Teams are drowning in CVE noise, scared of supply chain risk, and tired of being told the only fix is to upgrade everything on someone else’s timeline.

John Amaral

CTO, Co-Founder

Published :

Apr 20, 2026

*Try it yourself: https://www.root.io/workshop/vibe-coding-a-backport

I've had the chance to present Anyone Can Patch at several events recently—including an OWASP evening in Boston and at VulnCon in Arizona this week. Each time, the same themes came up in the hallway after the talk: teams are drowning in CVE noise, they're scared of supply-chain malware, and they're tired of being told the only answer is to rip the band-aid off and upgrade everything on someone else's schedule.

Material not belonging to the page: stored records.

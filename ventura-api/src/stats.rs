use axum::{
    extract::{Path, State},
    routing::get,
    Json, Router,
};
use chrono::{Duration, Utc};
use serde::Serialize;

use crate::error::AppError;
use crate::state::AppState;

#[derive(Debug, Serialize)]
#[serde(rename_all = "camelCase")]
pub struct BookingStatsResponse {
    pub product_id: String,
    pub booked_last_24_hours: u64,
}

pub fn routes() -> Router<AppState> {
    Router::new().route("/api/products/{product_id}/booking-stats", get(booking_stats))
}

async fn booking_stats(
    State(state): State<AppState>,
    Path(product_id): Path<String>,
) -> Result<Json<BookingStatsResponse>, AppError> {
    let since = Utc::now() - Duration::hours(24);
    let booked_last_24_hours = state.stats.count_since(&product_id, since).await?;
    Ok(Json(BookingStatsResponse {
        product_id,
        booked_last_24_hours,
    }))
}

This post is a short synthesis of that problem space—and an invitation to go deeper.

The supply chain stopped being "someone else's problem"

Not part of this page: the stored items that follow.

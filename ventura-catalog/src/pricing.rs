use ventura_shared::{CategoryUnits, Price, PricingCategory, PricingCategoryList};

/// A pricing-category bound broken by the selected guest counts
#[derive(Debug, Clone, PartialEq, Eq, thiserror::Error)]
pub enum PricingError {
    #[error("At least one participant is required")]
    NoParticipants,

    #[error("{label}: at least {min} required, {units} selected")]
    BelowMinimum { label: String, min: u32, units: u32 },

    #[error("{label}: at most {max} allowed, {units} selected")]
    AboveMaximum { label: String, max: u32, units: u32 },

    #[error("{label}: at most {multiplier} per {parent}, {units} selected for {parent_units} {parent}")]
    DependencyExceeded {
        label: String,
        parent: String,
        multiplier: u32,
        units: u32,
        parent_units: u32,
    },

    #[error("Unknown pricing category: {0}")]
    UnknownCategory(String),
}

/// Write guest counts onto the matching categories. Categories not mentioned keep their count.
pub fn apply_units(
    list: &mut PricingCategoryList,
    counts: &[CategoryUnits],
) -> Result<(), PricingError> {
    for count in counts {
        let category = list
            .nodes
            .iter_mut()
            .find(|c| c.id == count.id)
            .ok_or_else(|| PricingError::UnknownCategory(count.id.clone()))?;
        category.units = count.units;
    }
    Ok(())
}

/// Upper bound for a category once its dependency (if any) is taken into account.
///
/// The dependent bound is inclusive: "max 2 children per adult" allows exactly 2 per adult.
pub fn effective_max(list: &PricingCategoryList, category: &PricingCategory) -> u32 {
    match &category.max_participants_depends {
        Some(dep) => {
            let parent_units = list
                .get(&dep.pricing_category_id)
                .map(|p| p.units)
                .unwrap_or(0);
            category
                .max_participants
                .min(parent_units.saturating_mul(dep.multiplier))
        }
        None => category.max_participants,
    }
}

/// Check every bound and return all violations, in category order.
pub fn violations(list: &PricingCategoryList) -> Vec<PricingError> {
    let mut errors = Vec::new();

    if list.total_units() == 0 {
        errors.push(PricingError::NoParticipants);
    }

    for category in &list.nodes {
        if category.units < category.min_participants {
            errors.push(PricingError::BelowMinimum {
                label: category.label.clone(),
                min: category.min_participants,
                units: category.units,
            });
        }

        if category.units > category.max_participants {
            errors.push(PricingError::AboveMaximum {
                label: category.label.clone(),
                max: category.max_participants,
                units: category.units,
            });
            continue;
        }

        if let Some(dep) = &category.max_participants_depends {
            let limit = effective_max(list, category);
            if category.units > limit {
                let (parent, parent_units) = list
                    .get(&dep.pricing_category_id)
                    .map(|p| (p.label.clone(), p.units))
                    .unwrap_or_else(|| (dep.pricing_category_id.clone(), 0));
                errors.push(PricingError::DependencyExceeded {
                    label: category.label.clone(),
                    parent,
                    multiplier: dep.multiplier,
                    units: category.units,
                    parent_units,
                });
            }
        }
    }

    errors
}

pub fn is_valid(list: &PricingCategoryList) -> bool {
    violations(list).is_empty()
}

/// Sum of `unit_price * units`; `None` when nothing is selected.
pub fn total_price(list: &PricingCategoryList) -> Option<Price> {
    list.nodes
        .iter()
        .filter(|c| c.units > 0)
        .map(|c| c.unit_price.times(c.units))
        .reduce(|acc, p| acc.plus(&p))
}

For a long time, we treated dependencies as free capability: add a package, ship faster, move on. Security was often framed as "the thing scanners nag us about," and remediation as "get to a newer version when we can."

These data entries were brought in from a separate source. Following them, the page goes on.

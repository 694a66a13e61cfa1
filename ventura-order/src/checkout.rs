use std::collections::{BTreeMap, BTreeSet};

use serde::{Deserialize, Serialize};
use tracing::debug;
use ventura_core::payment::PaymentSession;
use ventura_core::{CoreError, CoreResult};
use ventura_shared::{Booking, BookingState};

use crate::commit::{CommitResult, ConfirmationOutcome};
use crate::orchestrator::PaymentOutcome;
use crate::questions::outstanding_message;
use crate::resolver::AnswerReport;
use crate::validation::ValidationErrors;

/// Checkout stages as the guest sees them
#[derive(Debug, Clone, Copy, Serialize, Deserialize, PartialEq, Eq)]
#[serde(rename_all = "SCREAMING_SNAKE_CASE")]
pub enum CheckoutStage {
    Loading,
    NotFound,
    Cancelled,
    Questions,
    Review,
    Payment,
    Committing,
    /// Redirect to the confirmation view
    Done,
    /// The supplier turned the booking down
    Rejected,
}

impl CheckoutStage {
    pub fn is_terminal(&self) -> bool {
        matches!(
            self,
            Self::NotFound | Self::Cancelled | Self::Done | Self::Rejected
        )
    }
}

/// A request the machine is waiting on. While one is in flight its control is disabled.
#[derive(Debug, Clone, Copy, Serialize, Deserialize, PartialEq, Eq)]
#[serde(rename_all = "camelCase")]
pub enum PendingAction {
    SubmitAnswers,
    /// Creating the payment intent
    InitPayment,
    Pay,
    Commit,
}

impl PendingAction {
    fn stage(&self) -> CheckoutStage {
        match self {
            Self::SubmitAnswers => CheckoutStage::Questions,
            Self::InitPayment | Self::Pay => CheckoutStage::Payment,
            Self::Commit => CheckoutStage::Committing,
        }
    }
}

#[derive(Debug, Clone, Serialize, Deserialize, PartialEq, Eq)]
#[serde(rename_all = "camelCase")]
pub struct Confirmation {
    pub booking_id: String,
    /// Committed but the supplier had not decided when we stopped waiting
    pub pending: bool,
}

impl Confirmation {
    pub fn url(&self) -> String {
        let base = format!("/booking/{}/confirmation", self.booking_id);
        if self.pending {
            format!("{base}?pending=true")
        } else {
            base
        }
    }
}

#[derive(Debug, Clone, PartialEq, thiserror::Error)]
pub enum CheckoutError {
    #[error("Invalid checkout transition from {from:?} to {to:?}")]
    InvalidTransition {
        from: CheckoutStage,
        to: CheckoutStage,
    },

    #[error("{0:?} is already in progress")]
    InFlight(PendingAction),

    #[error("No {0:?} in progress")]
    NotInFlight(PendingAction),

    #[error(transparent)]
    Validation(#[from] ValidationErrors),

    #[error(transparent)]
    Core(#[from] CoreError),
}

/// Serializable checkout state: stage, banner, in-flight guard and the form
/// state the page keeps between renders.
#[derive(Debug, Clone, PartialEq, Serialize, Deserialize)]
#[serde(rename_all = "camelCase")]
pub struct CheckoutMachine {
    booking_id: String,
    stage: CheckoutStage,
    can_commit: bool,
    submissions: u32,
    in_flight: Option<PendingAction>,
    error: Option<String>,
    notice: Option<String>,
    answers: BTreeMap<String, String>,
    expanded_persons: BTreeSet<String>,
    confirmation: Option<Confirmation>,
}

impl CheckoutMachine {
    pub fn new(booking_id: &str) -> Self {
        Self {
            booking_id: booking_id.to_string(),
            stage: CheckoutStage::Loading,
            can_commit: false,
            submissions: 0,
            in_flight: None,
            error: None,
            notice: None,
            answers: BTreeMap::new(),
            expanded_persons: BTreeSet::new(),
            confirmation: None,
        }
    }

    pub fn booking_id(&self) -> &str {
        &self.booking_id
    }

    pub fn stage(&self) -> CheckoutStage {
        self.stage
    }

    pub fn can_commit(&self) -> bool {
        self.can_commit
    }

    pub fn error(&self) -> Option<&str> {
        self.error.as_deref()
    }

    pub fn notice(&self) -> Option<&str> {
        self.notice.as_deref()
    }

    pub fn in_flight(&self) -> Option<PendingAction> {
        self.in_flight
    }

    /// Whether the control for `action` should be disabled.
    pub fn is_busy(&self, action: PendingAction) -> bool {
        self.in_flight == Some(action)
    }

    pub fn confirmation(&self) -> Option<&Confirmation> {
        self.confirmation.as_ref()
    }

    /// A previous submission came back; UI copy changes from here on.
    pub fn is_resubmission(&self) -> bool {
        self.submissions > 0
    }

    pub fn submit_label(&self) -> &'static str {
        if self.is_resubmission() {
            "Submit Answers"
        } else {
            "Proceed to Payment"
        }
    }

    /// Feed the initial booking fetch. `None` covers both "missing" and "fetch failed".
    pub fn booking_loaded(&mut self, booking: Option<&Booking>) -> Result<CheckoutStage, CheckoutError> {
        let target = match booking.map(|b| b.state) {
            None => CheckoutStage::NotFound,
            Some(BookingState::Cancelled) => CheckoutStage::Cancelled,
            Some(BookingState::Rejected) => CheckoutStage::Rejected,
            Some(state) if state.is_confirmed() => CheckoutStage::Done,
            Some(BookingState::Pending) => CheckoutStage::Done,
            Some(_) => CheckoutStage::Questions,
        };
        self.expect_stage(CheckoutStage::Loading, target)?;

        if let Some(booking) = booking {
            self.can_commit = booking.can_commit;
            if target == CheckoutStage::Done {
                self.confirmation = Some(Confirmation {
                    booking_id: self.booking_id.clone(),
                    pending: booking.state == BookingState::Pending,
                });
            }
        }
        self.transition(target);
        Ok(target)
    }

    /// Claim the control for `action`; fails if anything is already in flight.
    pub fn begin(&mut self, action: PendingAction) -> Result<(), CheckoutError> {
        if let Some(current) = self.in_flight {
            return Err(CheckoutError::InFlight(current));
        }
        self.expect_stage(action.stage(), action.stage())?;
        self.in_flight = Some(action);
        self.error = None;
        self.notice = None;
        Ok(())
    }

    pub fn answers_submitted(
        &mut self,
        result: &CoreResult<AnswerReport>,
    ) -> Result<CheckoutStage, CheckoutError> {
        self.finish(PendingAction::SubmitAnswers)?;
        self.submissions += 1;

        match result {
            Ok(report) if report.can_commit => {
                self.can_commit = true;
                self.transition(CheckoutStage::Review);
            }
            Ok(report) => {
                self.can_commit = false;
                self.error = Some(
                    report
                        .message()
                        .map(str::to_string)
                        .unwrap_or_else(|| outstanding_message(0)),
                );
            }
            Err(e) => self.error = Some(e.user_message()),
        }
        Ok(self.stage)
    }

    pub fn proceed_to_payment(&mut self) -> Result<CheckoutStage, CheckoutError> {
        self.expect_stage(CheckoutStage::Review, CheckoutStage::Payment)?;
        if !self.can_commit {
            return Err(CheckoutError::InvalidTransition {
                from: self.stage,
                to: CheckoutStage::Payment,
            });
        }
        self.transition(CheckoutStage::Payment);
        Ok(self.stage)
    }

    /// Back to the questions. The supplier keeps what was already submitted.
    pub fn edit_answers(&mut self) -> Result<CheckoutStage, CheckoutError> {
        self.expect_stage(CheckoutStage::Review, CheckoutStage::Questions)?;
        self.transition(CheckoutStage::Questions);
        Ok(self.stage)
    }

    /// Payment intent came back. No payment due means straight to committing.
    pub fn payment_initialized(
        &mut self,
        result: &CoreResult<PaymentSession>,
    ) -> Result<CheckoutStage, CheckoutError> {
        self.finish(PendingAction::InitPayment)?;

        match result {
            Ok(session) if session.is_skip() => self.transition(CheckoutStage::Committing),
            Ok(_) => {}
            Err(e) => self.error = Some(e.user_message()),
        }
        Ok(self.stage)
    }

    pub fn payment_confirmed(
        &mut self,
        result: &CoreResult<PaymentOutcome>,
    ) -> Result<CheckoutStage, CheckoutError> {
        self.finish(PendingAction::Pay)?;

        match result {
            Ok(PaymentOutcome::Succeeded { .. }) => self.transition(CheckoutStage::Committing),
            Ok(PaymentOutcome::ActionRequired { message }) => self.notice = Some(message.clone()),
            Ok(outcome) => self.error = outcome.message().map(str::to_string),
            Err(e) => self.error = Some(e.user_message()),
        }
        Ok(self.stage)
    }

    pub fn commit_finished(
        &mut self,
        result: &CoreResult<CommitResult>,
    ) -> Result<CheckoutStage, CheckoutError> {
        self.finish(PendingAction::Commit)?;

        match result {
            Ok(commit) => {
                let target = match commit.outcome {
                    ConfirmationOutcome::Rejected => CheckoutStage::Rejected,
                    ConfirmationOutcome::Confirmed | ConfirmationOutcome::Pending => {
                        self.confirmation = Some(Confirmation {
                            booking_id: self.booking_id.clone(),
                            pending: commit.outcome == ConfirmationOutcome::Pending,
                        });
                        CheckoutStage::Done
                    }
                };
                self.transition(target);
            }
            Err(e) => self.error = Some(e.user_message()),
        }
        Ok(self.stage)
    }

    /// Surface a failure from outside the tracked actions (e.g. loading questions).
    pub fn report_error(&mut self, error: &CoreError) {
        self.error = Some(error.user_message());
    }

    pub fn dismiss_error(&mut self) {
        self.error = None;
    }

    pub fn set_answer(&mut self, question_id: &str, value: &str) {
        self.answers
            .insert(question_id.to_string(), value.to_string());
    }

    pub fn answer(&self, question_id: &str) -> Option<&str> {
        self.answers.get(question_id).map(String::as_str)
    }

    pub fn answers(&self) -> &BTreeMap<String, String> {
        &self.answers
    }

    /// Expand or collapse a guest's question panel; returns the new state.
    pub fn toggle_person(&mut self, person_id: &str) -> bool {
        if self.expanded_persons.remove(person_id) {
            false
        } else {
            self.expanded_persons.insert(person_id.to_string());
            true
        }
    }

    pub fn is_person_expanded(&self, person_id: &str) -> bool {
        self.expanded_persons.contains(person_id)
    }

    fn expect_stage(&self, expected: CheckoutStage, to: CheckoutStage) -> Result<(), CheckoutError> {
        if self.stage != expected {
            return Err(CheckoutError::InvalidTransition {
                from: self.stage,
                to,
            });
        }
        Ok(())
    }

    fn finish(&mut self, action: PendingAction) -> Result<(), CheckoutError> {
        if self.in_flight != Some(action) {
            return Err(CheckoutError::NotInFlight(action));
        }
        self.in_flight = None;
        Ok(())
    }

    fn transition(&mut self, to: CheckoutStage) {
        debug!(booking_id = %self.booking_id, from = ?self.stage, to = ?to, "Checkout transition");
        self.stage = to;
    }
}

That model is breaking down for a few converging reasons.

Malware and abuse are industrializing. It isn't only classic CVEs anymore. Compromised packages, maintainer pressure, typosquatting, and automated propagation mean the mechanism of delivery is often the same pipeline you use for legitimate work: registries, CI, auto-updates, and transitive pulls. When the channel you trust becomes the channel of attack, "trust upstream implicitly" stops being a strategy.

CVE volume is not your imagination. Disclosure rates have climbed for years, and tooling plus scrutiny across ecosystems means more issues surface in code that was always there—just unreported. On top of that, we're entering a phase where AI-assisted discovery (sometimes discussed under names like Mythos in the community) can accelerate finding and weaponizing issues. Whether you love or hate the framing, the operational reality is the same: more signal, faster exploitation timelines, and more pressure on teams that were already underwater.

"Upgrade to fix" doesn't match how software is actually run. Upgrades are not free. They drag in breaking changes, transitive upgrades, flaky tests, and calendar risk. Security wants closure; engineering wants stability. When those goals collide, the default answer—"just get current"—often means "accept unknown regression risk in exchange for a CVE checkbox." That trade is rational sometimes. It is not rational every time.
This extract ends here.